The role of the Environment Protection Authority (EPA) is to be an effective environmental regulator and an influential authority on environmental impacts. The EPA would be well aware that the largest contributor to air pollution in the world is the automobile. The culprit, more specifically, is the fossil fuel combustion that occurs in most modern motor vehicles. Thankfully, due to tighter controls on car emissions imposed by governments around the world, motor vehicle manufacturers have responded by introducing alternatively powered motor vehicles such as hybrid and electric vehicles. There is no doubt that these vehicles emit considerably less (if at all) air pollutants to the atmosphere. However, there is a contributor to air pollution that somehow escapes the authorities – the old, neglected motor vehicle.
More often than not, I see these old cars during my commutes to and from work.
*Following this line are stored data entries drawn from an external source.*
use matchit::{Match, Router};
use std::collections::HashMap;
use std::future::Future;
use std::path::PathBuf;
use std::pin::Pin;
use std::sync::Arc;

use bytes::Bytes;
use http::{Method, Response};

use crate::request::HeraldRequest;
use crate::response;
use crate::static_files::serve_file;

/// Public handler type used by routes
pub type HeraldHandler = Arc<
    dyn Fn(HeraldRequest) -> Pin<Box<dyn Future<Output = Response<Bytes>> + Send>> + Send + Sync,
>;

/// Request bodies larger than this are answered with `413` unless the router
/// is built with [`HeraldRouter::body_limit`].
pub const DEFAULT_BODY_LIMIT: usize = 64 * 1024;

struct RouteEntry {
    path: String,
    handlers: Vec<(Method, HeraldHandler)>,
}

/// Method and path router for the page server.
///
/// Paths use matchit syntax: `/users/{id}` captures a segment and
/// `/static/{*path}` captures the rest of the path.
pub struct HeraldRouter {
    router: Router<usize>,
    routes: Vec<RouteEntry>,
    body_limit: usize,
}

impl std::fmt::Debug for HeraldRouter {
    fn fmt(&self, f: &mut std::fmt::Formatter<'_>) -> std::fmt::Result {
        f.debug_struct("HeraldRouter")
            .field("paths", &self.paths().collect::<Vec<_>>())
            .field("body_limit", &self.body_limit)
            .finish()
    }
}

impl HeraldRouter {
    pub fn new() -> Self {
        Self {
            router: Router::new(),
            routes: Vec::new(),
            body_limit: DEFAULT_BODY_LIMIT,
        }
    }

    /// Largest request body, in bytes, the server buffers for this router.
    pub fn body_limit(mut self, bytes: usize) -> Self {
        self.body_limit = bytes;
        self
    }

    pub fn max_body_bytes(&self) -> usize {
        self.body_limit
    }

    /// Register `handler` for `method` on `path`.
    ///
    /// # Panics
    ///
    /// Panics if `path` is not a valid pattern or conflicts with another
    /// route, or if the method is already registered for it.
    pub fn route<F, Fut>(mut self, method: Method, path: &str, handler: F) -> Self
    where
        F: Fn(HeraldRequest) -> Fut + Send + Sync + 'static,
        Fut: Future<Output = Response<Bytes>> + Send + 'static,
    {
        let boxed_handler: HeraldHandler = Arc::new(move |request| Box::pin(handler(request)));

        let index = match self.routes.iter().position(|entry| entry.path == path) {
            Some(index) => index,
            None => {
                let index = self.routes.len();
                if let Err(e) = self.router.insert(path, index) {
                    panic!("Failed to insert route '{path}': {e}");
                }
                self.routes.push(RouteEntry {
                    path: path.to_owned(),
                    handlers: Vec::new(),
                });
                index
            }
        };

        let entry = &mut self.routes[index];
        if entry.handlers.iter().any(|(existing, _)| *existing == method) {
            panic!("Route '{path}' already has a {method} handler");
        }
        entry.handlers.push((method, boxed_handler));

        self
    }

    pub fn get<F, Fut>(self, path: &str, handler: F) -> Self
    where
        F: Fn(HeraldRequest) -> Fut + Send + Sync + 'static,
        Fut: Future<Output = Response<Bytes>> + Send + 'static,
    {
        self.route(Method::GET, path, handler)
    }

    pub fn post<F, Fut>(self, path: &str, handler: F) -> Self
    where
        F: Fn(HeraldRequest) -> Fut + Send + Sync + 'static,
        Fut: Future<Output = Response<Bytes>> + Send + 'static,
    {
        self.route(Method::POST, path, handler)
    }

    /// Serve files under `dir` at `{prefix}/{*path}`.
    pub fn static_dir(self, prefix: &str, dir: impl Into<PathBuf>) -> Self {
        let dir = Arc::new(dir.into());
        let pattern = format!("{}/{{*path}}", prefix.trim_end_matches('/'));

        self.get(&pattern, move |request| {
            let dir = Arc::clone(&dir);
            async move {
                let relative = request.param("path").unwrap_or_default();
                serve_file(&dir, relative).await
            }
        })
    }

    /// Registered path patterns, in registration order.
    pub fn paths(&self) -> impl Iterator<Item = &str> {
        self.routes.iter().map(|entry| entry.path.as_str())
    }

    /// Dispatch a request to its handler.
    ///
    /// Unknown paths get `404`, known paths with an unregistered method `405`.
    pub async fn handle(&self, request: HeraldRequest) -> Response<Bytes> {
        let (index, params) = match self.router.at(request.path()) {
            Ok(Match { value, params }) => {
                let params_map: HashMap<String, String> = params
                    .iter()
                    .map(|(k, v)| (k.to_owned(), v.to_owned()))
                    .collect();
                (*value, params_map)
            }
            Err(_) => return response::not_found(),
        };

        let Some(entry) = self.routes.get(index) else {
            return response::not_found();
        };

        let handler = entry
            .handlers
            .iter()
            .find(|(method, _)| method == request.method())
            .map(|(_, handler)| Arc::clone(handler));

        match handler {
            Some(handler) => handler(request.with_params(params)).await,
            None => {
                let allowed: Vec<Method> = entry
                    .handlers
                    .iter()
                    .map(|(method, _)| method.clone())
                    .collect();
                response::method_not_allowed(&allowed)
            }
        }
    }
}

impl Default for HeraldRouter {
    fn default() -> Self {
        Self::new()
    }
}
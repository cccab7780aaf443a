pub use crate::{Element, Herald, Html, Node, PageShell, Signal, View, action, signal};
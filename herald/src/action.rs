use std::rc::Rc;

/// Event handler attached to an element in the view tree.
pub type Action = Rc<dyn Fn()>;

/// Macro to create event handlers that capture signals and execute closures
///
/// Usage examples:
/// ```rust
/// use herald::{action, signal};
///
/// let count = signal!(0);
/// let other = signal!(0);
///
/// // Single signal, captured under the same name
/// let inc = action!(count => { count.update(|c| *c += 1); });
///
/// // Multiple signals
/// let both = action!(count, other => { count.set(other.get()); });
///
/// // Custom variable name
/// let reset = action!(count as c => { c.set(0); });
///
/// inc();
/// assert_eq!(count.get(), 1);
/// both();
/// assert_eq!(count.get(), 0);
/// reset();
/// ```
#[macro_export]
macro_rules! action {
    ($($signal:ident),+ => $body:block) => {
        {
            $(let $signal = $signal.clone();)+
            let action: $crate::action::Action = ::std::rc::Rc::new(move || $body);
            action
        }
    };

    ($($signal:ident as $captured:ident),+ => $body:block) => {
        {
            $(let $captured = $signal.clone();)+
            let action: $crate::action::Action = ::std::rc::Rc::new(move || $body);
            action
        }
    };
}

#[cfg(test)]
mod tests {
    use crate::signal;

    #[test]
    fn action_captures_signal_clone() {
        let count = signal!(0);
        let inc = action!(count => { count.update(|c| *c += 1); });

        inc();
        inc();
        assert_eq!(count.get(), 2);
    }

    #[test]
    fn action_with_renamed_captures() {
        let left = signal!(2);
        let right = signal!(3);
        let sum = signal!(0);
        let add = action!(left as l, right as r, sum as s => { s.set(l.get() + r.get()); });

        add();
        assert_eq!(sum.get(), 5);
    }
}
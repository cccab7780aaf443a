//! Release page server
//!
//! Serves the server-rendered page, the release version document, the
//! greeting endpoint and the static and wasm assets.

#![allow(missing_docs)]
#![cfg(not(target_arch = "wasm32"))]

use std::sync::Arc;

use clap::Parser;
use release_page::cli::ServerArgs;
use release_page::logging;
use release_page::server::build_router;

#[tokio::main]
async fn main() -> Result<(), Box<dyn std::error::Error + Send + Sync>> {
    let args = ServerArgs::parse();
    logging::init_logger(args.verbose);

    let config = args.server_config()?;
    tracing::info!(version = config.release.version(), "release version loaded");

    let router = Arc::new(build_router(config));

    println!("🚀 Starting release page server:");
    println!("   • Page: http://{}/", args.addr);
    println!("   • Static assets served from: {}", args.static_dir.display());
    println!("   • WASM client served from: {}", args.pkg_dir.display());

    herald_router::serve(args.addr, router).await?;
    Ok(())
}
Sometimes, the cars aren’t that old, but they do certainly look like cars that haven’t had the attention of a motor mechanic for a very long time. Copious amounts of noxious gases are emitted from their half-rusted exhaust pipes, mostly during acceleration. What really irritates me is when I have my window/sunroof open, driving along enjoying the semi open-air driving experience, when all of a sudden, I get a massive whiff of these carcinogenic gases emitted from these cars. I would say that these vehicles, which represent the minority of the cars on the road, are the major contributors of the air pollution problem that we have. So what can we do to fix this wide-spread problem?
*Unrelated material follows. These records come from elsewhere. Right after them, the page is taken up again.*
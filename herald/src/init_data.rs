//! Data handed from the server-rendered page to the client as `window.INIT_DATA`.

use herald_utils::escape_inline_script;
use serde::Serialize;

/// `id` of the inline script carrying INIT_DATA.
pub const INIT_DATA_SCRIPT_ID: &str = "herald-init-data";

/// Render the inline script that assigns `data` to `window.INIT_DATA`.
pub fn init_data_script<T: Serialize>(data: &T) -> Result<String, serde_json::Error> {
    let json = escape_inline_script(&serde_json::to_string(data)?);
    Ok(format!(
        r#"<script id="{INIT_DATA_SCRIPT_ID}">window.INIT_DATA = {json};</script>"#
    ))
}

/// Get INIT_DATA from window object as JsValue
#[cfg(target_arch = "wasm32")]
pub fn get_init_data() -> Option<wasm_bindgen::JsValue> {
    use wasm_bindgen::JsValue;

    let window = web_sys::window()?;
    let init_data = js_sys::Reflect::get(&window, &JsValue::from_str("INIT_DATA")).ok()?;

    if init_data.is_undefined() || init_data.is_null() {
        return None;
    }

    Some(init_data)
}

/// Deserialize the whole INIT_DATA object into `T`.
#[cfg(target_arch = "wasm32")]
pub fn get_typed_init_data<T>() -> Option<T>
where
    T: for<'de> serde::Deserialize<'de>,
{
    let init_data = get_init_data()?;

    let json_string = js_sys::JSON::stringify(&init_data).ok()?;
    let json_str = json_string.as_string()?;

    serde_json::from_str(&json_str).ok()
}

#[cfg(test)]
mod tests {
    use super::*;

    #[derive(Serialize)]
    struct Data {
        version: &'static str,
    }

    #[test]
    fn test_init_data_script() {
        let script = init_data_script(&Data { version: "1.2.3" }).unwrap();
        assert_eq!(
            script,
            r#"<script id="herald-init-data">window.INIT_DATA = {"version":"1.2.3"};</script>"#
        );
    }

    #[test]
    fn test_init_data_script_cannot_close_tag() {
        let script = init_data_script(&Data {
            version: "</script><script>alert(1)</script>",
        })
        .unwrap();

        assert_eq!(script.matches("</script>").count(), 1);
        assert!(script.ends_with("</script>"));
    }

    #[test]
    fn test_init_data_script_cannot_open_comment() {
        let script = init_data_script(&Data {
            version: "<!--<script>",
        })
        .unwrap();

        assert_eq!(
            script,
            r#"<script id="herald-init-data">window.INIT_DATA = {"version":"\u003c!--\u003cscript\u003e"};</script>"#
        );
    }
}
Well for a start, the police should crack down on these cars by giving canaries (defect notice) to the vehicle owners. This will at least get the cars off the road and fixed so that they can operate at peak efficiency without polluting the environment (as much). The more extreme measure involves the Australian government and a program nick-named ‘cash for clunkers’. Similar programs have already been implemented in other international markets and involves offering prospective consumers a $2,000 boost who trade in a car built before January 1995 and purchase a brand new car. The new car must however be more fuel efficient and have lower emissions. The aim of the policy is to get around 200,000 old vehicles off the nation’s roads. Unfortunately, this policy didn’t get off the ground. Let’s hope the Government resurrects this policy (or something similar) to help alleviate the situation.
Until there is a drastic reduction of these pollution producing vehicles, I will only be able to enjoy (semi) open-air motoring during my long distance trips with my family to our favourite holiday destinations.